7th Circ. Ruling Offers Arbitration Clarity For ERISA Claims
Published date | 22 October 2021 |
Subject Matter | Employment and HR, Litigation, Mediation & Arbitration, Retirement, Superannuation & Pensions, Employee Benefits & Compensation, Employee Rights/ Labour Relations, Arbitration & Dispute Resolution |
Law Firm | Winston & Strawn LLP |
Author | Mr Michael P. Roche, B. Aubrey Smith and Shannon Denise Lemajeur |
On Sept. 10, the U.S. Court of Appeals for the Seventh Circuit ruled in Smith v. Board of Directors of Triad Manufacturing Inc. that an employee stock ownership plan's arbitration provision was unenforceable because it limited the relief available in arbitration to the individual claimant.
Citing the rarely used effective vindication doctrine, the Seventh Circuit decided that such individualized relief was incompatible with the statutory remedies1 available under the Employee Retirement Income Security Act Section 502(a)(2) for breaches of fiduciary duty under ERISA Section 409(a).2
Although the ruling found the particular arbitration provision was unenforceable, it was the circuit court's first decision that broadly approved arbitration of ERISA claims.

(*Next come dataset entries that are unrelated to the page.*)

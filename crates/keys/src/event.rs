//! Terminal key events to key tokens, and the pending-keystroke buffer.
//!
//! Responsibilities:
//! - Convert crossterm `KeyEvent`s into [`KeyToken`]s using the same names
//!   as configuration strings (`<C-w>`, `<Enter>`, `<S-Tab>`).
//! - Accumulate keystrokes until they resolve or can no longer resolve.
//!
//! Does NOT handle:
//! - Chord timeouts (the caller decides when to give up on a pending prefix).
//! - Feeding remap targets back into input (the caller decides how).

use crossterm::event::{KeyCode, KeyEvent, KeyEventKind, KeyModifiers};

use crate::manager::KeyBindingManager;
use crate::resolver::Resolution;
use crate::sequence::{KeySequence, KeyToken};
use crate::view::ViewId;

/// Converts a key press into a token. Releases and keys with no binding
/// name (media keys, bare modifiers) yield `None`.
pub fn key_token_from_event(event: KeyEvent) -> Option<KeyToken> {
    if event.kind == KeyEventKind::Release {
        return None;
    }

    let ctrl = event.modifiers.contains(KeyModifiers::CONTROL);
    let alt = event.modifiers.contains(KeyModifiers::ALT);
    let shift = event.modifiers.contains(KeyModifiers::SHIFT);

    if let KeyCode::Char(ch) = event.code {
        if !ctrl && !alt {
            return Some(KeyToken::Char(ch));
        }
        let mut name = String::new();
        if ctrl {
            name.push_str("C-");
        }
        if alt {
            name.push_str("M-");
        }
        name.push(if ctrl { ch.to_ascii_lowercase() } else { ch });
        return Some(KeyToken::Named(name));
    }

    let name = match event.code {
        KeyCode::Tab if shift => "S-Tab".to_string(),
        KeyCode::BackTab => "S-Tab".to_string(),
        KeyCode::Tab => "Tab".to_string(),
        KeyCode::Enter => "Enter".to_string(),
        KeyCode::Backspace => "Backspace".to_string(),
        KeyCode::Esc => "Escape".to_string(),
        KeyCode::Up => "Up".to_string(),
        KeyCode::Down => "Down".to_string(),
        KeyCode::Left => "Left".to_string(),
        KeyCode::Right => "Right".to_string(),
        KeyCode::Home => "Home".to_string(),
        KeyCode::End => "End".to_string(),
        KeyCode::PageUp => "PageUp".to_string(),
        KeyCode::PageDown => "PageDown".to_string(),
        KeyCode::Delete => "Delete".to_string(),
        KeyCode::Insert => "Insert".to_string(),
        KeyCode::F(n) => format!("F{n}"),
        _ => return None,
    };

    Some(KeyToken::Named(name))
}

/// Keystrokes typed so far that form an incomplete binding.
#[derive(Debug, Clone, Default)]
pub struct KeyBuffer {
    pending: KeySequence,
}

impl KeyBuffer {
    pub fn new() -> Self {
        Self::default()
    }

    /// Appends `token` and resolves the buffered sequence.
    ///
    /// The buffer is kept only while the result is pending. When the
    /// buffered keys lead nowhere, the new keystroke is retried on its own so
    /// a mistyped chord does not swallow the next command.
    pub fn push(
        &mut self,
        manager: &KeyBindingManager,
        hierarchy: &[ViewId],
        token: KeyToken,
    ) -> Resolution {
        let had_pending = !self.pending.is_empty();
        self.pending.push(token.clone());

        let resolution = manager.resolve(hierarchy, &self.pending);
        if resolution.is_match() || !had_pending {
            return self.settle(resolution);
        }
        if resolution.pending {
            return resolution;
        }

        tracing::trace!(abandoned = %self.pending, "abandoning key prefix");
        self.pending = KeySequence::from_tokens(vec![token]);
        let retry = manager.resolve(hierarchy, &self.pending);
        self.settle(retry)
    }

    fn settle(&mut self, resolution: Resolution) -> Resolution {
        if resolution.is_match() || !resolution.pending {
            self.pending.clear();
        }
        resolution
    }

    pub fn pending(&self) -> &KeySequence {
        &self.pending
    }

    pub fn clear(&mut self) {
        self.pending.clear();
    }
}
//! Shared test utilities for gitview-keys integration tests.
//!
//! Responsibilities:
//! - Provide a hermetic CLI command factory that never reads the host's keybinding file.
//! - Write keybinding files into temporary directories.
//!
//! Invariants / Assumptions:
//! - `GITVIEW_KEYBINDINGS_PATH` is always cleared from the inherited environment.
//! - `HOME` and `XDG_CONFIG_HOME` point into the caller's temp directory.

use assert_cmd::Command;
use std::path::{Path, PathBuf};

/// Returns a `gitview-keys` command whose default config directory lives under `home`.
pub fn gitview_cmd(home: &Path) -> Command {
    let mut cmd = assert_cmd::cargo::cargo_bin_cmd!("gitview-keys");

    cmd.env_remove("GITVIEW_KEYBINDINGS_PATH")
        .env_remove("RUST_LOG")
        .env("HOME", home)
        .env("XDG_CONFIG_HOME", home.join(".config"));

    cmd
}

/// Writes `contents` as a keybinding file inside `dir` and returns its path.
#[allow(dead_code)]
pub fn write_keybindings(dir: &Path, contents: &str) -> PathBuf {
    let path = dir.join("keybindings.json");
    std::fs::write(&path, contents).expect("write keybindings file");
    path
}
//! Token trie backing each view's binding index.
//!
//! Invariants:
//! - Every non-root node either holds a value or has at least one child;
//!   `remove` prunes branches that become vacant.
//! - Children are ordered, so `entries` is deterministic.

use std::collections::BTreeMap;

use crate::sequence::{KeySequence, KeyToken};

#[derive(Debug, Clone)]
pub(crate) struct BindingTrie<V> {
    root: TrieNode<V>,
    len: usize,
}

#[derive(Debug, Clone)]
struct TrieNode<V> {
    value: Option<V>,
    children: BTreeMap<KeyToken, TrieNode<V>>,
}

impl<V> Default for TrieNode<V> {
    fn default() -> Self {
        Self {
            value: None,
            children: BTreeMap::new(),
        }
    }
}

impl<V> TrieNode<V> {
    fn is_vacant(&self) -> bool {
        self.value.is_none() && self.children.is_empty()
    }
}

impl<V> Default for BindingTrie<V> {
    fn default() -> Self {
        Self {
            root: TrieNode::default(),
            len: 0,
        }
    }
}

impl<V> BindingTrie<V> {
    pub(crate) fn new() -> Self {
        Self::default()
    }

    pub(crate) fn len(&self) -> usize {
        self.len
    }

    pub(crate) fn is_empty(&self) -> bool {
        self.len == 0
    }

    /// Stores `value` under `sequence`, returning the value it replaced.
    pub(crate) fn insert(&mut self, sequence: &[KeyToken], value: V) -> Option<V> {
        let mut node = &mut self.root;
        for token in sequence {
            node = node.children.entry(token.clone()).or_default();
        }
        let previous = node.value.replace(value);
        if previous.is_none() {
            self.len += 1;
        }
        previous
    }

    pub(crate) fn get(&self, sequence: &[KeyToken]) -> Option<&V> {
        self.node(sequence)?.value.as_ref()
    }

    /// True if any stored sequence starts with `sequence` (including an exact match).
    pub(crate) fn has_subtree(&self, sequence: &[KeyToken]) -> bool {
        self.node(sequence).is_some_and(|node| !node.is_vacant())
    }

    pub(crate) fn remove(&mut self, sequence: &[KeyToken]) -> Option<V> {
        let removed = remove_at(&mut self.root, sequence);
        if removed.is_some() {
            self.len -= 1;
        }
        removed
    }

    /// All stored sequences with their values, in token order.
    pub(crate) fn entries(&self) -> Vec<(KeySequence, &V)> {
        let mut out = Vec::with_capacity(self.len);
        let mut path = Vec::new();
        collect(&self.root, &mut path, &mut out);
        out
    }

    fn node(&self, sequence: &[KeyToken]) -> Option<&TrieNode<V>> {
        let mut node = &self.root;
        for token in sequence {
            node = node.children.get(token)?;
        }
        Some(node)
    }
}

fn remove_at<V>(node: &mut TrieNode<V>, sequence: &[KeyToken]) -> Option<V> {
    let Some((first, rest)) = sequence.split_first() else {
        return node.value.take();
    };

    let child = node.children.get_mut(first)?;
    let removed = remove_at(child, rest);
    if removed.is_some() && child.is_vacant() {
        node.children.remove(first);
    }
    removed
}

fn collect<'a, V>(
    node: &'a TrieNode<V>,
    path: &mut Vec<KeyToken>,
    out: &mut Vec<(KeySequence, &'a V)>,
) {
    if let Some(value) = node.value.as_ref() {
        out.push((KeySequence::from_tokens(path.clone()), value));
    }
    for (token, child) in &node.children {
        path.push(token.clone());
        collect(child, path, out);
        path.pop();
    }
}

The decision provides helpful considerations for plan sponsors when incorporating arbitration clauses into ERISA plans. The decision also indicates, however, an increasing concern by courts that the limitations in many arbitration provisions are incompatible with the planwide relief available under ERISA fiduciary breach claims.
BACKGROUND
Former Triad Manufacturing employee James Smith brought an action alleging ERISA claims, including claims for breach of fiduciary duty, in the U.S. District Court for the Northern District of Illinois in April 2020 against the board of Triad, the company's three co-presidents and the trustee of the Triad Employee Stock Ownership Plan.
In his complaint, Smith alleges that Triad created the ESOP in December 2015. Prior to the creation of the ESOP, Triad was privately owned entirely by the three co-presidents, and there was no public market for the company stock.
Further, Triad employees were eligible to invest their retirement savings in a non-ESOP defined contribution plan, which included a variety of mutual funds invested in stocks, bonds and money market funds.
Smith alleged that on Dec. 17, 2015, the individual defendants sold the entirety of Triad to the ESOP at an inflated value of $58.05 per share — $106.2 million in total.
The company subsequently filed financial statements with the U.S. Department of Labor indicating that by the end of the same month, Triad's share value had fallen to $1.85, or around $3.3 million in total.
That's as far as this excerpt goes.